The pain this is causing is real. People are going to lose their crops, and in some cases their farms. The small-town businesses that supply those farms with goods and services are going to suffer as well. For economically embattled rural Georgia, this could be a major blow.
In fact, with a federal court challenge filed last week, you have to wonder whether state officials aren&#8217;t secretly hoping to be rescued from this mess by the intervention of a judge. But given how the Georgia law is drafted and how the Supreme Court ruled in a recent case out of Arizona, I don&#8217;t think that&#8217;s likely.
We&#8217;re going to reap what we have sown, even if the farmers can&#8217;t.
 

dukeanthony

New Member
THE BEST ONE
LOLOLOLOL

The first batch of probationers started work last week at a farm owned by Dick Minor, president of the Georgia Fruit and Vegetable Growers Association. In the coming days, more farmers could join the program.

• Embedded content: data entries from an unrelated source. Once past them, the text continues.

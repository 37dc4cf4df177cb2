//! Configuration loader that merges multiple sources.

use super::aliases::{self, ALIASES, Alias};
use super::store::{ConfigStore, normalize};
use crate::error::Result;
use crate::sources::ConfigSource;
use std::collections::HashMap;
use tracing::{debug, warn};

/// Loads and merges configuration from multiple sources.
///
/// The loader handles precedence by sorting sources by priority and merging them
/// in order (lower priority first, higher priority sources override).
pub struct ConfigLoader {
    sources: Vec<Box<dyn ConfigSource>>,
    aliases: &'static [Alias],
}

impl ConfigLoader {
    /// Create a new configuration loader using the default alias table.
    pub fn new() -> Self {
        Self {
            sources: Vec::new(),
            aliases: ALIASES,
        }
    }

    /// Use a different alias table.
    pub fn with_aliases(mut self, aliases: &'static [Alias]) -> Self {
        self.aliases = aliases;
        self
    }

    /// Add a configuration source.
    pub fn add_source(&mut self, source: Box<dyn ConfigSource>) {
        self.sources.push(source);
    }

    /// Builder-style [`add_source`](Self::add_source).
    pub fn with_source<S: ConfigSource + 'static>(mut self, source: S) -> Self {
        self.sources.push(Box::new(source));
        self
    }

    /// Load and merge every source into a fresh map.
    ///
    /// Sources are merged in priority order (lowest to highest), so higher
    /// priority sources override values from lower priority sources. A source
    /// that fails is logged and contributes nothing.
    ///
    /// # Errors
    ///
    /// Returns the source's error when it is fatal to the load (a malformed
    /// remote value). Nothing is merged in that case.
    pub async fn merge(&self) -> Result<HashMap<String, String>> {
        let mut sorted_sources: Vec<_> = self.sources.iter().collect();
        sorted_sources.sort_by_key(|s| s.priority());

        let mut merged = HashMap::new();
        for source in sorted_sources {
            let name = source.name();
            let values = match source.load().await {
                Ok(values) => values,
                Err(e) if e.is_fatal_to_load() => return Err(e),
                Err(e) => {
                    warn!(source = %name, error = %e, "configuration source failed, skipping");
                    continue;
                }
            };

            debug!(source = %name, count = values.len(), "merging source");
            for (key, value) in values {
                let key = normalize(&key);
                debug!(source = %name, key = %key, "contributed");
                merged.insert(key, value);
            }
        }

        Ok(merged)
    }

    /// Merge every source into `store` and apply the alias table.
    ///
    /// The store is written only after all sources loaded, so a fatal error
    /// leaves it untouched. Existing entries not contributed by any source are
    /// kept.
    ///
    /// # Errors
    ///
    /// See [`merge`](Self::merge).
    pub async fn load_into(&self, store: &ConfigStore) -> Result<()> {
        let merged = self.merge().await?;
        store.extend(merged);
        aliases::apply(store, self.aliases);
        Ok(())
    }

    /// Get the list of source names in priority order.
    pub fn source_names(&self) -> Vec<String> {
        let mut sorted_sources: Vec<_> = self.sources.iter().collect();
        sorted_sources.sort_by_key(|s| s.priority());
        sorted_sources.iter().map(|s| s.name()).collect()
    }
}

impl Default for ConfigLoader {
    fn default() -> Self {
        Self::new()
    }
}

So far, the experiment at Minor's farm is yielding mixed results. On the first two days, all the probationers quit by mid-afternoon, said Mendez, one of two crew leaders at Minor's farm.
 

beardo

Well-Known Member
I guess you don't understand the implications of what you post Duke Anthony, Why is it that he can't get his feilds picked?
Hint- It's not because we need more illegal immigrants
 

dukeanthony

New Member
I guess you don't understand the implications of what you post Duke Anthony, Why is it that he can't get his feilds picked?
Hint- It's not because we need more illegal immigrants
Why are you and your skinhead buddies going to pick the feilds?
 

hazorazo

New Member
This is B.S. and what part of it is true is caused by the welfare state- and distorsion of the free market, farm subsidies and price controlls and foodstamps. If what you say is true, then without govt interference either they will pay more or people will work for less or people will go hungry and die and people who aren't lazy and stupid will prosper which is natural selection or evolution at it's finest.
Does not seem like Beardo does a lot of research, does it? Also, Dukeanthony was spot on with his first post. And then you used "there" instead of the possessive "their". I would say your parents failed you, and unfortunately, your teachers did not FAIL you in class. Probably a result of Republican's No Child Left Behind.....even if he is behind....lol.
 

PeachOibleBoiblePeach#1

Well-Known Member
Duke is Right,,,Georgia lost a shitload,,,I was in the farming area's,,,and I seen all the buses's sitting in a parking lot to transfere all the "migrant worker's",,,old ass school buses with no window's falling apart that should have been scraped or never be put on the road.,,,No one born in "America",,,would ever get on that bus no matter how much they pay!!!! I see it all the time There taking job's away,,,They should if we cant take care of ourself,,,They bust there ass harder than any one else complaning about the problem,,,Lazy ass American's would not do them job's,,,because I know I'm not Lazy but,,,Nor me or you would not last a day in the field's!
Kinnda like the "Black slave's of the day",,,Now the Black's down there are managing the the field's instead of working them.,,,Not being racist here but it is true,,,Just a lack of compassion in the fields or lack of understanding how important they are?